- **TASK TO COMPLETE**: Nothing but an exact copy of the listing should be given.

- **RECORDS TO PROCESS**:
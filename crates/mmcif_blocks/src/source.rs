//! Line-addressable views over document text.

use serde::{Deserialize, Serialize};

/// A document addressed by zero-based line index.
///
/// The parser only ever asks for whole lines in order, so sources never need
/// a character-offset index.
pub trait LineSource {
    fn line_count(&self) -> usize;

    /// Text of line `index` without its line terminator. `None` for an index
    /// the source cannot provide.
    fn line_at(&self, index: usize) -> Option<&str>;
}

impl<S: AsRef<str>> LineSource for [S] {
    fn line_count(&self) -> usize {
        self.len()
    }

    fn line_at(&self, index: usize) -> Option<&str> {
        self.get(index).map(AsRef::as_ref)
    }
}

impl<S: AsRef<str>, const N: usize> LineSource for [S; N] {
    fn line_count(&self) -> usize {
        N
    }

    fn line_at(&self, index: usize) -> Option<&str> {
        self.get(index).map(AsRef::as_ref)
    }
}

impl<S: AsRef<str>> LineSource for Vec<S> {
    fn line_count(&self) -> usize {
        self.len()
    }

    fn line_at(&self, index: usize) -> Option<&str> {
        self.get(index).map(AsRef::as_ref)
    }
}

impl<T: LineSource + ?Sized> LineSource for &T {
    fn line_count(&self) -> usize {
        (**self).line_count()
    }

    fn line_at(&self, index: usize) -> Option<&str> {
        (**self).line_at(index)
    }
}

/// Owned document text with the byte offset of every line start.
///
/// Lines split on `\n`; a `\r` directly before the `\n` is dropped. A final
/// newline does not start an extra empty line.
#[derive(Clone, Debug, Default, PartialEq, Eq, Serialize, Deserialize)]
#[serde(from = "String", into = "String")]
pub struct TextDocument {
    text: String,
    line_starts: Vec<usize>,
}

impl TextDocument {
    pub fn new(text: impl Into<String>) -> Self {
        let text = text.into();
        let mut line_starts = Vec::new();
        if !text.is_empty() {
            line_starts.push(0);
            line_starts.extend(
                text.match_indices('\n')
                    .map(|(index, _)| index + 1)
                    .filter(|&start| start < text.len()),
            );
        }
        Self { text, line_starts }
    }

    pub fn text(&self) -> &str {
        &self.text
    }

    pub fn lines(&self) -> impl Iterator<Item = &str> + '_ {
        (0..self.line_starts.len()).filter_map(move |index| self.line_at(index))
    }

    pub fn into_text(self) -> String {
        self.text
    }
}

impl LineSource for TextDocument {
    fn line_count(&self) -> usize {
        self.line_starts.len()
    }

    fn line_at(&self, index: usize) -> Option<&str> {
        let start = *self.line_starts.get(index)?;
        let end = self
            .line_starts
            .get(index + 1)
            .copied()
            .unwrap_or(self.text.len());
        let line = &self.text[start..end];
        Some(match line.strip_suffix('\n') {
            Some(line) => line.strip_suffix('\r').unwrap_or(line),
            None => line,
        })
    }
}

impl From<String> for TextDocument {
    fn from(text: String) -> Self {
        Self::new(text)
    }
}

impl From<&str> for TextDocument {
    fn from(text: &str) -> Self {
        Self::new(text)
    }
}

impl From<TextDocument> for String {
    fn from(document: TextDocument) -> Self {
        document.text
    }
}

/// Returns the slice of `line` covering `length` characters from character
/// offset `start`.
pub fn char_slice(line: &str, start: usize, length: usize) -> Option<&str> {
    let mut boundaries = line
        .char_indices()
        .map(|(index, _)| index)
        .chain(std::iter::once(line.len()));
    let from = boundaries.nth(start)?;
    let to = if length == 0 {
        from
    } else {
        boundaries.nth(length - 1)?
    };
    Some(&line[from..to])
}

- **TASK RESULT**:
filename crates/mmcif_blocks/src/source.rs
//! Line-addressable views over document text.

use serde::{Deserialize, Serialize};

/// A document addressed by zero-based line index.
///
/// The parser only ever asks for whole lines in order, so sources never need
/// a character-offset index.
pub trait LineSource {
    fn line_count(&self) -> usize;

    /// Text of line `index` without its line terminator. `None` for an index
    /// the source cannot provide.
    fn line_at(&self, index: usize) -> Option<&str>;
}

impl<S: AsRef<str>> LineSource for [S] {
    fn line_count(&self) -> usize {
        self.len()
    }

    fn line_at(&self, index: usize) -> Option<&str> {
        self.get(index).map(AsRef::as_ref)
    }
}

impl<S: AsRef<str>, const N: usize> LineSource for [S; N] {
    fn line_count(&self) -> usize {
        N
    }

    fn line_at(&self, index: usize) -> Option<&str> {
        self.get(index).map(AsRef::as_ref)
    }
}

impl<S: AsRef<str>> LineSource for Vec<S> {
    fn line_count(&self) -> usize {
        self.len()
    }

    fn line_at(&self, index: usize) -> Option<&str> {
        self.get(index).map(AsRef::as_ref)
    }
}

impl<T: LineSource + ?Sized> LineSource for &T {
    fn line_count(&self) -> usize {
        (**self).line_count()
    }

    fn line_at(&self, index: usize) -> Option<&str> {
        (**self).line_at(index)
    }
}

/// Owned document text with the byte offset of every line start.
///
/// Lines split on `\n`; a `\r` directly before the `\n` is dropped. A final
/// newline does not start an extra empty line.
#[derive(Clone, Debug, Default, PartialEq, Eq, Serialize, Deserialize)]
#[serde(from = "String", into = "String")]
pub struct TextDocument {
    text: String,
    line_starts: Vec<usize>,
}

impl TextDocument {
    pub fn new(text: impl Into<String>) -> Self {
        let text = text.into();
        let mut line_starts = Vec::new();
        if !text.is_empty() {
            line_starts.push(0);
            line_starts.extend(
                text.match_indices('\n')
                    .map(|(index, _)| index + 1)
                    .filter(|&start| start < text.len()),
            );
        }
        Self { text, line_starts }
    }

    pub fn text(&self) -> &str {
        &self.text
    }

    pub fn lines(&self) -> impl Iterator<Item = &str> + '_ {
        (0..self.line_starts.len()).filter_map(move |index| self.line_at(index))
    }

    pub fn into_text(self) -> String {
        self.text
    }
}

impl LineSource for TextDocument {
    fn line_count(&self) -> usize {
        self.line_starts.len()
    }

    fn line_at(&self, index: usize) -> Option<&str> {
        let start = *self.line_starts.get(index)?;
        let end = self
            .line_starts
            .get(index + 1)
            .copied()
            .unwrap_or(self.text.len());
        let line = &self.text[start..end];
        Some(match line.strip_suffix('\n') {
            Some(line) => line.strip_suffix('\r').unwrap_or(line),
            None => line,
        })
    }
}

impl From<String> for TextDocument {
    fn from(text: String) -> Self {
        Self::new(text)
    }
}

impl From<&str> for TextDocument {
    fn from(text: &str) -> Self {
        Self::new(text)
    }
}

impl From<TextDocument> for String {
    fn from(document: TextDocument) -> Self {
        document.text
    }
}

/// Returns the slice of `line` covering `length` characters from character
/// offset `start`.
pub fn char_slice(line: &str, start: usize, length: usize) -> Option<&str> {
    let mut boundaries = line
        .char_indices()
        .map(|(index, _)| index)
        .chain(std::iter::once(line.len()));
    let from = boundaries.nth(start)?;
    let to = if length == 0 {
        from
    } else {
        boundaries.nth(length - 1)?
    };
    Some(&line[from..to])
}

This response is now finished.